# What to work on
Every line from the one containing "repository 055606eb3a644fbf" to the one containing "10000 + MINOR" in the records below, both included, must be set down exactly, and no other line.

# Data extracts

//! Shorthands for building and returning [`crate::error::MirrorError`]s.

/// Builds a [`crate::error::MirrorError`] from a kind, a static description and optionally a
/// detail and a source.
///
/// A bare detail expression is converted with `to_string()`, `detail = expr` moves an owned
/// value instead.
#[macro_export]
macro_rules! mirror_error {
    ($kind:expr, $desc:expr) => {
        $crate::error::MirrorError::from(($kind, $desc))
    };
    ($kind:expr, $desc:expr, source: $source:expr) => {
        $crate::error::MirrorError::from(($kind, $desc)).with_source($source)
    };
    ($kind:expr, $desc:expr, detail = $detail:expr) => {
        $crate::error::MirrorError::from(($kind, $desc, $detail))
    };
    ($kind:expr, $desc:expr, detail = $detail:expr, source: $source:expr) => {
        $crate::error::MirrorError::from(($kind, $desc, $detail)).with_source($source)
    };
    ($kind:expr, $desc:expr, $detail:expr) => {
        $crate::error::MirrorError::from(($kind, $desc, $detail.to_string()))
    };
    ($kind:expr, $desc:expr, $detail:expr, source: $source:expr) => {
        $crate::error::MirrorError::from(($kind, $desc, $detail.to_string())).with_source($source)
    };
}

/// Returns early with a [`crate::error::MirrorError`] built by [`mirror_error!`].
#[macro_export]
macro_rules! bail {
    ($($arg:tt)*) => {
        return ::core::result::Result::Err($crate::mirror_error!($($arg)*))
    };
}
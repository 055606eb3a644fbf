mod registry;

pub use mirror_postgres::schema::{
    ColumnSchema, ColumnType, DestinationTableSchema, SchemaError, TableName,
};
pub use registry::*;
//! Postgres server versions in the `server_version_num` format,
//! `MAJOR * 10000 + MINOR * 100 + PATCH`.

use std::num::NonZeroI32;

use sqlx::PgExecutor;

/// First version with the `merge` statement.
pub const POSTGRES_15: i32 = 150000;

/// Returns [`true`] if the server version is known and at least `required_version`.
pub fn meets_version(server_version: Option<NonZeroI32>, required_version: i32) -> bool {
    server_version.is_some_and(|v| v.get() >= required_version)
}

/// Reads `server_version_num` of the connected server.
pub async fn server_version<'c, E>(executor: E) -> sqlx::Result<Option<NonZeroI32>>
where
    E: PgExecutor<'c>,
{
    let version = sqlx::query_scalar::<_, i32>("select current_setting('server_version_num')::integer")
        .fetch_one(executor)
        .await?;

    Ok(NonZeroI32::new(version))
}

#[cfg(test)]
mod tests {
    use super::*;

    #[test]
    fn merge_needs_postgres_15() {
        assert!(meets_version(NonZeroI32::new(150000), POSTGRES_15));
        assert!(meets_version(NonZeroI32::new(170002), POSTGRES_15));
        assert!(!meets_version(NonZeroI32::new(140011), POSTGRES_15));
    }

    #[test]
    fn unknown_version_never_meets() {
        assert!(!meets_version(None, POSTGRES_15));
    }
}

# Problem solution
repository 055606eb3a644fbf
mod registry;

pub use mirror_postgres::schema::{
    ColumnSchema, ColumnType, DestinationTableSchema, SchemaError, TableName,
};
pub use registry::*;
//! Postgres server versions in the `server_version_num` format,
//! `MAJOR * 10000 + MINOR * 100 + PATCH`.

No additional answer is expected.